Alles begann 1980 mit der Teilnahme an einem Feuerwehr-Wettbewerb in Laa an der Thaya. Dort wurden die Bönstädter von den Kameraden aus Zwentendorf aufgenommen – es entwickelte sich eine Freundschaft, die bis heute hält. Fast jedes Jahr trifft man sich – mal mit größeren Gruppen, mal bei privaten Besuchen.
Auch an diesem Wochenende stand die Geselligkeit im Vordergrund: Nach einer überzehnstündigen Fahrt wurden die Kameraden aus Zwentendorf am Abend von ihren Gastgebern freudig begrüßt und einquartiert.
Samstags fuhren die jüngeren Brandschützer in den Kletterpark nach Friedrichsdorf, die älteren un-ternahmen eine Führung durch den ehemaligen Bunker in Ilbenstadt, schauten sich die Oldtimer-Ausstellung in Nieder-Wöllstadt an oder besuchten den Mittelaltermarkt in Bruchenbrücken.

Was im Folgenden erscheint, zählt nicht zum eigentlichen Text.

use std::{
    path::{Path, PathBuf},
    sync::{mpsc, Arc, Mutex},
    thread::{self, JoinHandle},
};

use anyhow::{anyhow, Context, Result};
use chrono::{NaiveTime, Timelike};
use log::{error, info};
use rusqlite::{params, Connection, OptionalExtension};
use tokio::sync::oneshot;

mod migrations;

use crate::models::{normalize_exe_path, BlockSchedule, BlockedApp, WeekdayMask};
use migrations::run_migrations;

type DbTask = Box<dyn FnOnce(&mut Connection) + Send + 'static>;

enum DbCommand {
    Execute(DbTask),
    Shutdown,
}

struct DatabaseInner {
    sender: mpsc::Sender<DbCommand>,
    worker: Mutex<Option<JoinHandle<()>>>,
}

impl Drop for DatabaseInner {
    fn drop(&mut self) {
        let mut guard = match self.worker.lock() {
            Ok(guard) => guard,
            Err(poisoned) => poisoned.into_inner(),
        };

        if let Some(handle) = guard.take() {
            if let Err(err) = self.sender.send(DbCommand::Shutdown) {
                error!("Failed to send shutdown to DB thread: {err}");
            }
            if let Err(join_err) = handle.join() {
                error!("Failed to join DB thread: {join_err:?}");
            }
        }
    }
}

fn time_from_parts(hour: i64, minute: i64) -> Result<NaiveTime> {
    NaiveTime::from_hms_opt(hour as u32, minute as u32, 0)
        .ok_or_else(|| anyhow!("invalid schedule time {hour:02}:{minute:02}"))
}

/// Clone-able handle over a dedicated worker thread that owns the SQLite
/// connection. Callers submit closures and await the reply.
#[derive(Clone)]
pub struct Database {
    inner: Arc<DatabaseInner>,
    db_path: Arc<PathBuf>,
}

impl Database {
    pub fn new(db_path: PathBuf) -> Result<Self> {
        if let Some(parent) = db_path.parent() {
            std::fs::create_dir_all(parent).with_context(|| {
                format!("failed to create database directory {}", parent.display())
            })?;
        }

        let (command_tx, command_rx) = mpsc::channel::<DbCommand>();
        let (ready_tx, ready_rx) = mpsc::channel();
        let path_for_thread = db_path.clone();

        let worker = thread::Builder::new()
            .name("foccuss-db".into())
            .spawn(move || {
                let mut conn = match Connection::open(&path_for_thread) {
                    Ok(connection) => connection,
                    Err(err) => {
                        let _ = ready_tx.send(
                            Err(anyhow::Error::new(err).context("failed to open SQLite database")),
                        );
                        return;
                    }
                };

                if let Err(err) = conn.pragma_update(None, "journal_mode", "WAL") {
                    error!("Failed to enable WAL mode: {err}");
                }

                let init_result =
                    run_migrations(&mut conn).context("failed to run database migrations");
                if ready_tx.send(init_result).is_err() {
                    error!("DB initialization receiver dropped before ready signal");
                    return;
                }

                while let Ok(command) = command_rx.recv() {
                    match command {
                        DbCommand::Execute(task) => {
                            task(&mut conn);
                        }
                        DbCommand::Shutdown => break,
                    }
                }

                info!("Database thread shutting down");
            })
            .with_context(|| "failed to spawn database worker thread")?;

        ready_rx
            .recv()
            .context("database worker exited before signaling readiness")??;

        info!("Database initialized at {}", db_path.as_path().display());

        Ok(Self {
            inner: Arc::new(DatabaseInner {
                sender: command_tx,
                worker: Mutex::new(Some(worker)),
            }),
            db_path: Arc::new(db_path),
        })
    }

    pub fn path(&self) -> &Path {
        self.db_path.as_path()
    }

    pub async fn execute<F, T>(&self, task: F) -> Result<T>
    where
        F: FnOnce(&mut Connection) -> Result<T> + Send + 'static,
        T: Send + 'static,
    {
        let sender = self.inner.sender.clone();
        let (reply_tx, reply_rx) = oneshot::channel();

        let command = DbCommand::Execute(Box::new(move |conn| {
            let result = task(conn);
            if reply_tx.send(result).is_err() {
                error!("DB caller dropped before receiving result");
            }
        }));

        sender
            .send(command)
            .map_err(|err| anyhow!("failed to send command to DB thread: {err}"))?;

        reply_rx
            .await
            .map_err(|_| anyhow!("database thread terminated unexpectedly"))?
    }

    /// Adds (or re-activates) a blocklist entry. The path is stored in its
    /// normalized form; the column collates NOCASE so lookups are
    /// case-insensitive.
    pub async fn add_blocked_app(&self, path: &str, name: &str) -> Result<()> {
        let path = normalize_exe_path(path);
        let name = name.to_string();
        self.execute(move |conn| {
            conn.execute(
                "INSERT INTO blocked_apps (app_path, app_name, is_blocked)
                 VALUES (?1, ?2, 1)
                 ON CONFLICT(app_path) DO UPDATE SET
                     app_name = excluded.app_name,
                     is_blocked = 1",
                params![path, name],
            )
            .with_context(|| "failed to insert blocked app")?;
            Ok(())
        })
        .await
    }

    /// Soft delete: the row stays behind with `is_blocked = 0`.
    pub async fn remove_blocked_app(&self, path: &str) -> Result<()> {
        let path = normalize_exe_path(path);
        self.execute(move |conn| {
            conn.execute(
                "UPDATE blocked_apps SET is_blocked = 0 WHERE app_path = ?1",
                params![path],
            )
            .with_context(|| "failed to unblock app")?;
            Ok(())
        })
        .await
    }

    pub async fn is_app_blocked(&self, path: &str) -> Result<bool> {
        let path = normalize_exe_path(path);
        self.execute(move |conn| {
            let found = conn
                .query_row(
                    "SELECT 1 FROM blocked_apps WHERE app_path = ?1 AND is_blocked = 1",
                    params![path],
                    |_| Ok(()),
                )
                .optional()
                .with_context(|| "failed to query blocked app")?;
            Ok(found.is_some())
        })
        .await
    }

    /// Active entries only; soft-deleted rows are filtered out.
    pub async fn get_blocked_apps(&self) -> Result<Vec<BlockedApp>> {
        self.execute(|conn| {
            let mut stmt = conn.prepare(
                "SELECT app_path, app_name FROM blocked_apps
                 WHERE is_blocked = 1
                 ORDER BY app_name",
            )?;

            let mut rows = stmt.query([])?;
            let mut apps = Vec::new();
            while let Some(row) = rows.next()? {
                apps.push(BlockedApp {
                    path: row.get(0)?,
                    name: row.get(1)?,
                    blocked: true,
                });
            }

            Ok(apps)
        })
        .await
    }

    /// The singleton schedule row. `None` means the row is absent, which
    /// callers must treat as "blocking inactive" rather than an error.
    pub async fn get_block_schedule(&self) -> Result<Option<BlockSchedule>> {
        self.execute(|conn| {
            let row = conn
                .query_row(
                    "SELECT start_hour, start_minute, end_hour, end_minute,
                            monday, tuesday, wednesday, thursday, friday,
                            saturday, sunday, is_active
                     FROM block_schedule WHERE id = 1",
                    [],
                    |row| {
                        Ok((
                            row.get::<_, i64>(0)?,
                            row.get::<_, i64>(1)?,
                            row.get::<_, i64>(2)?,
                            row.get::<_, i64>(3)?,
                            WeekdayMask {
                                monday: row.get(4)?,
                                tuesday: row.get(5)?,
                                wednesday: row.get(6)?,
                                thursday: row.get(7)?,
                                friday: row.get(8)?,
                                saturday: row.get(9)?,
                                sunday: row.get(10)?,
                            },
                            row.get::<_, bool>(11)?,
                        ))
                    },
                )
                .optional()
                .with_context(|| "failed to read block schedule")?;

            match row {
                Some((start_hour, start_minute, end_hour, end_minute, days, active)) => {
                    Ok(Some(BlockSchedule {
                        start: time_from_parts(start_hour, start_minute)?,
                        end: time_from_parts(end_hour, end_minute)?,
                        days,
                        active,
                    }))
                }
                None => Ok(None),
            }
        })
        .await
    }

    /// Upsert on the singleton row; the schedule is never deleted.
    pub async fn update_block_schedule(&self, schedule: &BlockSchedule) -> Result<()> {
        let schedule = schedule.clone();
        self.execute(move |conn| {
            conn.execute(
                "INSERT INTO block_schedule (
                     id, start_hour, start_minute, end_hour, end_minute,
                     monday, tuesday, wednesday, thursday, friday,
                     saturday, sunday, is_active
                 ) VALUES (1, ?1, ?2, ?3, ?4, ?5, ?6, ?7, ?8, ?9, ?10, ?11, ?12)
                 ON CONFLICT(id) DO UPDATE SET
                     start_hour = excluded.start_hour,
                     start_minute = excluded.start_minute,
                     end_hour = excluded.end_hour,
                     end_minute = excluded.end_minute,
                     monday = excluded.monday,
                     tuesday = excluded.tuesday,
                     wednesday = excluded.wednesday,
                     thursday = excluded.thursday,
                     friday = excluded.friday,
                     saturday = excluded.saturday,
                     sunday = excluded.sunday,
                     is_active = excluded.is_active",
                params![
                    schedule.start.hour(),
                    schedule.start.minute(),
                    schedule.end.hour(),
                    schedule.end.minute(),
                    schedule.days.monday,
                    schedule.days.tuesday,
                    schedule.days.wednesday,
                    schedule.days.thursday,
                    schedule.days.friday,
                    schedule.days.saturday,
                    schedule.days.sunday,
                    schedule.active,
                ],
            )
            .with_context(|| "failed to update block schedule")?;
            Ok(())
        })
        .await
    }

    pub async fn is_blocking_active(&self) -> Result<bool> {
        Ok(self
            .get_block_schedule()
            .await?
            .map(|schedule| schedule.active)
            .unwrap_or(false))
    }
}
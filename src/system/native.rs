//! Win32 backend for the `WindowSystem` boundary. Process identity comes
//! from sysinfo; window operations go straight to user32.

use std::path::PathBuf;

use log::warn;
use windows::Win32::Foundation::{CloseHandle, HWND, LPARAM};
use windows::Win32::System::Threading::{OpenProcess, TerminateProcess, PROCESS_TERMINATE};
use windows::Win32::UI::WindowsAndMessaging::{
    BringWindowToTop, EnumWindows, GetForegroundWindow, GetWindowRect,
    GetWindowThreadProcessId, IsWindow, IsWindowVisible, SetForegroundWindow,
};

use super::processes::ProcessTable;
use super::{ProcessId, ProcessInfo, Rect, WindowHandle, WindowSystem};

pub struct NativeSystem {
    processes: ProcessTable,
}

impl NativeSystem {
    pub fn new() -> Self {
        Self {
            processes: ProcessTable::new(),
        }
    }
}

impl Default for NativeSystem {
    fn default() -> Self {
        Self::new()
    }
}

fn to_hwnd(window: WindowHandle) -> HWND {
    HWND(window.0 as *mut core::ffi::c_void)
}

struct EnumState {
    pid: ProcessId,
    windows: Vec<WindowHandle>,
}

unsafe extern "system" fn collect_windows_for_pid(
    hwnd: HWND,
    lparam: LPARAM,
) -> windows::Win32::Foundation::BOOL {
    let state = &mut *(lparam.0 as *mut EnumState);

    let mut owner_pid: u32 = 0;
    GetWindowThreadProcessId(hwnd, Some(&mut owner_pid));
    if owner_pid == state.pid {
        state.windows.push(WindowHandle(hwnd.0 as isize));
    }

    true.into()
}

impl WindowSystem for NativeSystem {
    fn snapshot_processes(&self) -> Vec<ProcessInfo> {
        self.processes.snapshot()
    }

    fn executable_path(&self, pid: ProcessId) -> Option<PathBuf> {
        self.processes.executable_path(pid)
    }

    fn top_level_windows(&self, pid: ProcessId) -> Vec<WindowHandle> {
        let mut state = EnumState {
            pid,
            windows: Vec::new(),
        };

        let result = unsafe {
            EnumWindows(
                Some(collect_windows_for_pid),
                LPARAM(&mut state as *mut EnumState as isize),
            )
        };
        if let Err(err) = result {
            warn!("EnumWindows failed: {err}");
            return Vec::new();
        }

        state.windows
    }

    fn window_exists(&self, window: WindowHandle) -> bool {
        unsafe { IsWindow(to_hwnd(window)).as_bool() }
    }

    fn window_is_visible(&self, window: WindowHandle) -> bool {
        unsafe { IsWindowVisible(to_hwnd(window)).as_bool() }
    }

    fn window_rect(&self, window: WindowHandle) -> Option<Rect> {
        let mut rect = windows::Win32::Foundation::RECT::default();
        unsafe { GetWindowRect(to_hwnd(window), &mut rect) }.ok()?;
        Some(Rect {
            x: rect.left,
            y: rect.top,
            width: rect.right - rect.left,
            height: rect.bottom - rect.top,
        })
    }

    fn foreground_window(&self) -> Option<WindowHandle> {
        let hwnd = unsafe { GetForegroundWindow() };
        if hwnd.is_invalid() {
            None
        } else {
            Some(WindowHandle(hwnd.0 as isize))
        }
    }

    fn terminate_window_owner(&self, window: WindowHandle) -> bool {
        let mut owner_pid: u32 = 0;
        unsafe { GetWindowThreadProcessId(to_hwnd(window), Some(&mut owner_pid)) };
        if owner_pid == 0 {
            return false;
        }

        let handle = match unsafe { OpenProcess(PROCESS_TERMINATE, false, owner_pid) } {
            Ok(handle) => handle,
            Err(err) => {
                warn!("OpenProcess({owner_pid}) for termination failed: {err}");
                return false;
            }
        };

        let terminated = unsafe { TerminateProcess(handle, 0) };
        if let Err(err) = &terminated {
            warn!("TerminateProcess({owner_pid}) failed: {err}");
        }
        let _ = unsafe { CloseHandle(handle) };

        terminated.is_ok()
    }
}

/// Raises a native window above its target; used by Win32 overlay surfaces.
pub fn bring_to_foreground(window: WindowHandle) {
    unsafe {
        let hwnd = to_hwnd(window);
        let _ = BringWindowToTop(hwnd);
        let _ = SetForegroundWindow(hwnd);
    }
}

Am Abend begann nach einer Kranzniederlegung auf dem Bönstädter Friedhof der Kameradschaftsabend im Gerätehaus, in dem für reichlich Essen und Trinken gesorgt war. Alt-Bürgermeister Winfried Martin, Rathauschef Dr. Bernhard Hertel und sein österreichischer Amtskollege Franz Schmidt waren vor Ort, um zu gratulieren. Gemeinsam wurde bis weit nach Mitternacht gegessen, geredet und gefeiert, ehe die Österreicher am Sonntagmorgen die lange Heimreise antraten.